A Wearable Industry Hiccup

Is Jawbone’s Looming Liquidation a Sign of a Bigger Trend?

Jawbone, the technology company founded in 1999 and at one time valued at more than $3 billion, is shutting down. The news is not a surprise: Jawbone had been struggling for several years as sales slowed and it dealt with patent litigation.

The company from San Francisco began operations under the name Aliph selling Bluetooth headsets for phones before expanding into wireless speakers and health-tracking wristbands. Jawbone raised close to $1 billion in funding from backers including Sequoia Capital, Andreessen Horowitz and Khosla Ventures.

The company’s Up activity-tracking wristbands had become its main focus during recent years, but faced growing competition from Fitbit and Xiaomi, as well as smartwatch makers Apple and Samsung. Launched in 2011, the wristbands promised consumers a stylish fitness tracker that made the Nike+ FuelBand and Fitbit’s belt-worn pedometers look outdated by comparison.

Jawbone is the latest in a series of wearable brands to fold or leave the business. Pebble, a smartwatch pioneer, sold off some of its assets to Fitbit late in 2016 and Hello, the maker of sleep-tracking device Sense, announced last month that it was ceasing operations and selling its remaining assets. Even GoPro and Fitbit, two companies that enjoyed spectacular initial public offerings and were once considered the future of the wearables market, have seen their valuations tumble as sales slowed.

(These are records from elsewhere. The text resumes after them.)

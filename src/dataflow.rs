//! The user-facing graph builder.
//!
//! A [`Dataflow`] owns one [`Player`] per slot (the slot count fixed at
//! construction from the [`Processor`]'s resolved concurrency) and mints
//! **lazy handles** that thread every builder call across all of them in
//! lockstep: `read`/`define` push one column per player, `filter`/`weight`
//! push one selection per player, `make(...).fill(...).book()` pushes one
//! query per player. Because every push happens to every player in the
//! same order, a handle's per-slot index is the identical integer for
//! every player -- this is what lets [`crate::query::FillArgs`] and
//! [`crate::selection::SelectionNode::new`] take a single index rather
//! than a per-slot vector of them.
//!
//! `Dataflow` is a thin, cheaply cloneable wrapper around a shared,
//! `Mutex`-protected inner state: builder methods take `&self`, so a
//! caller can hold several lazy handles plus the dataflow itself
//! simultaneously without fighting the borrow checker.

use crate::column::{ColumnCell, Value};
use crate::error::Result;
use crate::lazy::{Lazy, LazyQuery, LazySelection, QueryBuilder};
use crate::player::{Player, QueryId};
use crate::processor::Processor;
use crate::query::{FillArgs, Query, QueryRuntime};
use crate::selection::{SelectionKind, SelectionNode};
use crate::source::Source;
use std::any::Any;
use std::sync::{Arc, Mutex};

#[cfg(feature = "metrics")]
use crate::metrics::MetricsCollector;

struct DataflowInner {
    players: Vec<Player>,
    sources: Vec<Arc<dyn Source>>,
    processor: Processor,
    scale: f64,
    analyzed: bool,
    query_results: Option<Vec<Vec<Box<dyn Any + Send>>>>,
}

impl DataflowInner {
    fn register_source(&mut self, source: Arc<dyn Source>) {
        if self
            .sources
            .iter()
            .any(|s| Arc::ptr_eq(s, &source))
        {
            return;
        }
        self.sources.push(source);
    }

    fn invalidate(&mut self) {
        self.analyzed = false;
        self.query_results = None;
    }
}

/// The user-facing graph builder. Cheap to clone; clones share the same
/// underlying players and sources.
#[derive(Clone)]
pub struct Dataflow {
    inner: Arc<Mutex<DataflowInner>>,
}

impl Dataflow {
    /// Construct a dataflow with `processor`'s resolved concurrency worth
    /// of empty players.
    pub fn new(processor: Processor) -> Self {
        let n_slots = processor.concurrency();
        let players = (0..n_slots).map(Player::new).collect();
        Self {
            inner: Arc::new(Mutex::new(DataflowInner {
                players,
                sources: Vec::new(),
                processor,
                scale: 1.0,
                analyzed: false,
                query_results: None,
            })),
        }
    }

    /// Set a global scale factor applied to every query's weight.
    pub fn set_scale(&self, scale: f64) {
        let mut inner = self.inner.lock().unwrap();
        inner.scale = scale;
        inner.invalidate();
    }

    /// Cap the total number of entries processed; `< 0` is unbounded.
    pub fn set_max_rows(&self, max_rows: i64) {
        let mut inner = self.inner.lock().unwrap();
        inner.processor.max_rows = max_rows;
        inner.invalidate();
    }

    /// Attach a metrics collector to this dataflow's processor.
    #[cfg(feature = "metrics")]
    pub fn set_metrics(&self, metrics: MetricsCollector) {
        let mut inner = self.inner.lock().unwrap();
        inner.processor.set_metrics(metrics);
    }

    /// Take the attached metrics collector, if any.
    #[cfg(feature = "metrics")]
    pub fn take_metrics(&self) -> Option<MetricsCollector> {
        let mut inner = self.inner.lock().unwrap();
        inner.processor.take_metrics()
    }

    /// Allocate a column reader bound to `name` on `source`, in every
    /// player.
    pub fn read<T: Value>(&self, source: Arc<dyn Source>, name: impl Into<String>) -> Lazy<T> {
        let name = name.into();
        let mut inner = self.inner.lock().unwrap();
        inner.register_source(source.clone());
        let ids = inner
            .players
            .iter_mut()
            .map(|p| p.push_column(ColumnCell::reader(source.clone(), name.clone())))
            .collect();
        Lazy::new(self.clone(), ids)
    }

    /// Allocate a column reader varied under one or more named alternate
    /// columns, all read from `source`. `nominal_name` is the column the
    /// unvaried handle reads; each entry in `variations` maps a variation
    /// name to the column it reads instead.
    pub fn vary_read<T: Value>(
        &self,
        source: Arc<dyn Source>,
        nominal_name: impl Into<String>,
        variations: impl IntoIterator<Item = (String, String)>,
    ) -> crate::systematic::Systematic<Lazy<T>> {
        let nominal = self.read::<T>(source.clone(), nominal_name);
        let varied = variations
            .into_iter()
            .map(|(var_name, column_name)| (var_name, self.read::<T>(source.clone(), column_name)))
            .collect::<Vec<_>>();
        crate::systematic::Systematic::vary(nominal, varied)
    }

    /// Allocate a fixed-value column, in every player.
    pub fn define<T: Value>(&self, value: T) -> Lazy<T> {
        let mut inner = self.inner.lock().unwrap();
        let ids = inner
            .players
            .iter_mut()
            .map(|p| p.push_column(ColumnCell::fixed(value.clone())))
            .collect();
        Lazy::new(self.clone(), ids)
    }

    /// Allocate a definition column computed from other columns' values, in
    /// every player. `ids` is a single fill-argument index tuple (e.g.
    /// `(col_a.id(), col_b.id())`): valid for every player because builder
    /// calls replicate in lockstep, so a column's index is identical across
    /// slots.
    pub fn define_with<Args, F, T>(&self, ids: Args::Ids, f: F) -> Lazy<T>
    where
        Args: FillArgs,
        F: Fn(Args) -> T + Send + Sync + Clone + 'static,
        T: Value,
    {
        let mut inner = self.inner.lock().unwrap();
        let out_ids = inner
            .players
            .iter_mut()
            .map(|p| {
                let ids = ids.clone();
                let f = f.clone();
                p.push_column(ColumnCell::definition(move |player: &Player| {
                    let args = Args::from_player(player, &ids).map_err(|e| e.to_string())?;
                    Ok(f(args))
                }))
            })
            .collect();
        Lazy::new(self.clone(), out_ids)
    }

    /// Allocate an initial cut, in every player.
    pub fn filter(&self, decision: &Lazy<f64>) -> LazySelection {
        self.new_selection(None, decision, SelectionKind::Cut)
    }

    /// Allocate an initial weight, in every player.
    pub fn weight(&self, decision: &Lazy<f64>) -> LazySelection {
        self.new_selection(None, decision, SelectionKind::Weight)
    }

    pub(crate) fn compound_selection(
        &self,
        parent: Option<&LazySelection>,
        decision: &Lazy<f64>,
        kind: SelectionKind,
    ) -> Result<LazySelection> {
        Ok(self.new_selection(parent, decision, kind))
    }

    fn new_selection(
        &self,
        parent: Option<&LazySelection>,
        decision: &Lazy<f64>,
        kind: SelectionKind,
    ) -> LazySelection {
        let mut inner = self.inner.lock().unwrap();
        let n = inner.players.len();
        let mut ids = Vec::with_capacity(n);
        for slot in 0..n {
            let parent_id = parent.map(|p| p.id_for_slot(slot));
            let decision_id = decision.id_for_slot(slot);
            let node = SelectionNode::new(parent_id, kind, decision_id);
            ids.push(inner.players[slot].push_selection(node));
        }
        LazySelection::new(self.clone(), ids)
    }

    /// Begin assembling a query bound to `selection`: chain `.fill(...)`
    /// calls, then `.book()`.
    pub fn make<Q: Query>(
        &self,
        selection: &LazySelection,
        factory: impl Fn() -> Q + Send + Sync + 'static,
    ) -> QueryBuilder<Q> {
        QueryBuilder::new(self.clone(), selection.clone(), factory)
    }

    pub(crate) fn book_query<Q: Query>(
        &self,
        selection: LazySelection,
        factory: Box<dyn Fn() -> Q + Send + Sync>,
        fill_groups: Vec<<Q::Fill as FillArgs>::Ids>,
        use_weight: bool,
    ) -> Result<LazyQuery<Q>> {
        let mut inner = self.inner.lock().unwrap();
        let n = inner.players.len();
        let mut ids: Vec<QueryId> = Vec::with_capacity(n);
        for slot in 0..n {
            let sel_id = selection.id_for_slot(slot);
            let runtime = QueryRuntime::new(factory(), sel_id, 1.0, use_weight, fill_groups.clone());
            ids.push(inner.players[slot].push_query(Box::new(runtime)));
        }
        inner.invalidate();
        drop(inner);
        Ok(LazyQuery::new(self.clone(), ids))
    }

    /// Run the dataflow if it has not been analyzed since the last
    /// state-changing builder call, then collect and merge `ids`' per-slot
    /// results.
    pub(crate) fn query_result<Q: Query>(&self, ids: &[QueryId]) -> Result<Q::Result> {
        let mut inner = self.inner.lock().unwrap();
        if !inner.analyzed {
            let DataflowInner {
                sources,
                players,
                processor,
                scale,
                ..
            } = &mut *inner;
            let results = processor.process(sources.as_slice(), players, *scale)?;
            inner.query_results = Some(results);
            inner.analyzed = true;
        }

        let results = inner
            .query_results
            .as_ref()
            .expect("query_results populated immediately above");

        let mut per_slot = Vec::with_capacity(results.len());
        for (slot, qid) in ids.iter().enumerate() {
            if slot >= results.len() {
                // This slot's player was dropped when the processor
                // downsized the player count to the aligned partition's
                // length; it contributed no entries.
                continue;
            }
            let boxed = &results[slot][qid.0];
            let v = boxed
                .downcast_ref::<Q::Result>()
                .expect("query result type mismatch: construction invariant violated")
                .clone();
            per_slot.push(v);
        }
        Ok(Q::merge(per_slot))
    }
}
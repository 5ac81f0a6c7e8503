//! Systematic-variation algebra.
//!
//! [`Systematic`] models "nominal" and "varied" as a tagged union over a
//! lazy handle: a plain variant carrying one handle, and a varied variant
//! carrying the nominal handle plus a name-keyed map of variation handles.
//!
//! [`fan_out1`]/[`fan_out2`]/[`fan_out3`] implement the fan-out rule: the
//! output is varied under the union of all inputs' variation names, with
//! each variation computed by re-running the same builder step against
//! that name's inputs (falling back to an input's nominal when it does not
//! carry that name -- the "nominal-only input behaviour" that makes plain
//! handles transparent to the rule).

use crate::column::Value;
use crate::error::Result;
use crate::lazy::{Lazy, LazySelection};
use std::collections::HashMap;

/// A handle that can answer "give me your view under variation `name`",
/// falling back to itself when it does not carry one. This is what makes a
/// plain (non-varied) handle transparent to [`fan_out1`] and friends.
pub trait Variable: Clone {
    fn variation(&self, name: &str) -> Self {
        let _ = name;
        self.clone()
    }
}

impl<T: Value> Variable for Lazy<T> {}
impl Variable for LazySelection {}

/// A handle that is either plain, or varied under one or more named
/// systematic shifts.
pub enum Systematic<H> {
    Nominal(H),
    Varied(H, HashMap<String, H>),
}

impl<H: Variable> Systematic<H> {
    /// Wrap a plain handle with no variations.
    pub fn nominal_only(handle: H) -> Self {
        Systematic::Nominal(handle)
    }

    /// The nominal handle, regardless of variant.
    pub fn nominal(&self) -> &H {
        match self {
            Systematic::Nominal(h) => h,
            Systematic::Varied(h, _) => h,
        }
    }

    /// The set of variation names this handle carries (empty for
    /// [`Systematic::Nominal`]).
    pub fn names(&self) -> Vec<&str> {
        match self {
            Systematic::Nominal(_) => Vec::new(),
            Systematic::Varied(_, variations) => variations.keys().map(String::as_str).collect(),
        }
    }

    /// This handle's view under `name`, or its nominal view if it does not
    /// carry `name` -- never an error; the transparency rule is what lets a
    /// partially-varied analysis mix plain and varied handles freely (only
    /// a terminal query's `query["name"]` access raises
    /// `UnknownVariation`).
    pub fn variation(&self, name: &str) -> H {
        match self {
            Systematic::Nominal(h) => h.variation(name),
            Systematic::Varied(h, variations) => variations
                .get(name)
                .cloned()
                .unwrap_or_else(|| h.variation(name)),
        }
    }

    pub fn is_varied(&self) -> bool {
        matches!(self, Systematic::Varied(_, _))
    }

    /// Construct a handle explicitly varied under the given named
    /// alternatives. An empty `variations` collapses to
    /// [`Systematic::Nominal`], matching the transparency rule: a handle
    /// with zero recorded variations behaves exactly like a plain one.
    pub fn vary(nominal: H, variations: impl IntoIterator<Item = (String, H)>) -> Self {
        let variations: HashMap<String, H> = variations.into_iter().collect();
        if variations.is_empty() {
            Systematic::Nominal(nominal)
        } else {
            Systematic::Varied(nominal, variations)
        }
    }
}

impl<T: Value> Systematic<Lazy<T>> {
    /// [`Lazy::map`], fanned out across every variation.
    pub fn map<U: Value>(&self, f: impl Fn(T) -> U + Send + Sync + Clone + 'static) -> Systematic<Lazy<U>> {
        fan_out1(self, move |a| Ok(a.map(f.clone()))).expect("Lazy::map never fails")
    }

    /// [`Lazy::zip2`], fanned out across the union of both inputs'
    /// variations.
    pub fn zip2<U: Value, V: Value>(
        &self,
        other: &Systematic<Lazy<U>>,
        f: impl Fn(T, U) -> V + Send + Sync + Clone + 'static,
    ) -> Systematic<Lazy<V>> {
        fan_out2(self, other, move |a, b| Ok(a.zip2(b, f.clone()))).expect("Lazy::zip2 never fails")
    }
}

impl Systematic<LazySelection> {
    /// [`LazySelection::filter`], fanned out across every variation.
    pub fn filter(&self, decision: &Systematic<Lazy<f64>>) -> Result<Systematic<LazySelection>> {
        fan_out2(self, decision, |s, d| s.filter(d))
    }

    /// [`LazySelection::weight`], fanned out across every variation.
    pub fn weight(&self, decision: &Systematic<Lazy<f64>>) -> Result<Systematic<LazySelection>> {
        fan_out2(self, decision, |s, d| s.weight(d))
    }
}

fn union_names<'a>(sets: impl IntoIterator<Item = Vec<&'a str>>) -> Vec<String> {
    let mut names: Vec<String> = sets.into_iter().flatten().map(String::from).collect();
    names.sort_unstable();
    names.dedup();
    names
}

/// Fan out a one-input builder step across a systematic handle.
pub fn fan_out1<H1, O>(a: &Systematic<H1>, step: impl Fn(&H1) -> Result<O>) -> Result<Systematic<O>>
where
    H1: Variable,
    O: Variable,
{
    let nominal = step(a.nominal())?;
    let names = union_names([a.names()]);
    if names.is_empty() {
        return Ok(Systematic::Nominal(nominal));
    }
    let mut variations = HashMap::with_capacity(names.len());
    for n in names {
        let a_n = a.variation(&n);
        variations.insert(n, step(&a_n)?);
    }
    Ok(Systematic::Varied(nominal, variations))
}

/// Fan out a two-input builder step across two systematic handles.
pub fn fan_out2<H1, H2, O>(
    a: &Systematic<H1>,
    b: &Systematic<H2>,
    step: impl Fn(&H1, &H2) -> Result<O>,
) -> Result<Systematic<O>>
where
    H1: Variable,
    H2: Variable,
    O: Variable,
{
    let nominal = step(a.nominal(), b.nominal())?;
    let names = union_names([a.names(), b.names()]);
    if names.is_empty() {
        return Ok(Systematic::Nominal(nominal));
    }
    let mut variations = HashMap::with_capacity(names.len());
    for n in names {
        let a_n = a.variation(&n);
        let b_n = b.variation(&n);
        variations.insert(n, step(&a_n, &b_n)?);
    }
    Ok(Systematic::Varied(nominal, variations))
}

/// Fan out a three-input builder step across three systematic handles.
pub fn fan_out3<H1, H2, H3, O>(
    a: &Systematic<H1>,
    b: &Systematic<H2>,
    c: &Systematic<H3>,
    step: impl Fn(&H1, &H2, &H3) -> Result<O>,
) -> Result<Systematic<O>>
where
    H1: Variable,
    H2: Variable,
    H3: Variable,
    O: Variable,
{
    let nominal = step(a.nominal(), b.nominal(), c.nominal())?;
    let names = union_names([a.names(), b.names(), c.names()]);
    if names.is_empty() {
        return Ok(Systematic::Nominal(nominal));
    }
    let mut variations = HashMap::with_capacity(names.len());
    for n in names {
        let a_n = a.variation(&n);
        let b_n = b.variation(&n);
        let c_n = c.variation(&n);
        variations.insert(n, step(&a_n, &b_n, &c_n)?);
    }
    Ok(Systematic::Varied(nominal, variations))
}

#[cfg(test)]
mod tests {
    use super::*;

    #[derive(Clone, Debug, PartialEq)]
    struct Tag(i64);
    impl Variable for Tag {}

    #[test]
    fn fan_out1_stays_nominal_with_no_variations() {
        let a = Systematic::nominal_only(Tag(1));
        let out = fan_out1(&a, |t| Ok(Tag(t.0 * 10))).unwrap();
        assert!(!out.is_varied());
        assert_eq!(out.nominal(), &Tag(10));
    }

    #[test]
    fn fan_out2_unions_variation_names_from_both_inputs() {
        let mut a_vars = HashMap::new();
        a_vars.insert("up".to_string(), Tag(2));
        let a = Systematic::Varied(Tag(1), a_vars);

        let mut b_vars = HashMap::new();
        b_vars.insert("down".to_string(), Tag(200));
        let b = Systematic::Varied(Tag(100), b_vars);

        let out = fan_out2(&a, &b, |x, y| Ok(Tag(x.0 + y.0))).unwrap();
        let mut names = out.names();
        names.sort_unstable();
        assert_eq!(names, vec!["down", "up"]);
        assert_eq!(out.nominal(), &Tag(101));
        assert_eq!(out.variation("up"), Tag(2 + 100)); // b has no "up": falls back to nominal
        assert_eq!(out.variation("down"), Tag(1 + 200)); // a has no "down": falls back to nominal
    }
}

These developments are signs that the wearables market is still looking for its footing. In general, making money from hardware can be notoriously difficult, but making money from wearables can be entirely elusive. Even Jawbone, which had years of experience building Bluetooth audio equipment, faced challenges bringing the right hardware and software components together to profitably compete against better known brands.

Hosain Rahman, Jawbone’s co-founder and chief executive officer, has started a new company called Jawbone Health Hub, which will focus on medical devices rather than consumer electronics. The new company plans to sell through institutions such as healthcare providers and insurance companies.

Potential regulatory problems could complicate these ambitions, but new business models could offer better opportunities in the wearables market. Jawbone didn’t have the brand clout of Fitbit or the bare-bones pricing strategy of Xiaomi. This is a market that’s still very close to its beginnings and there will be more growing pains ahead.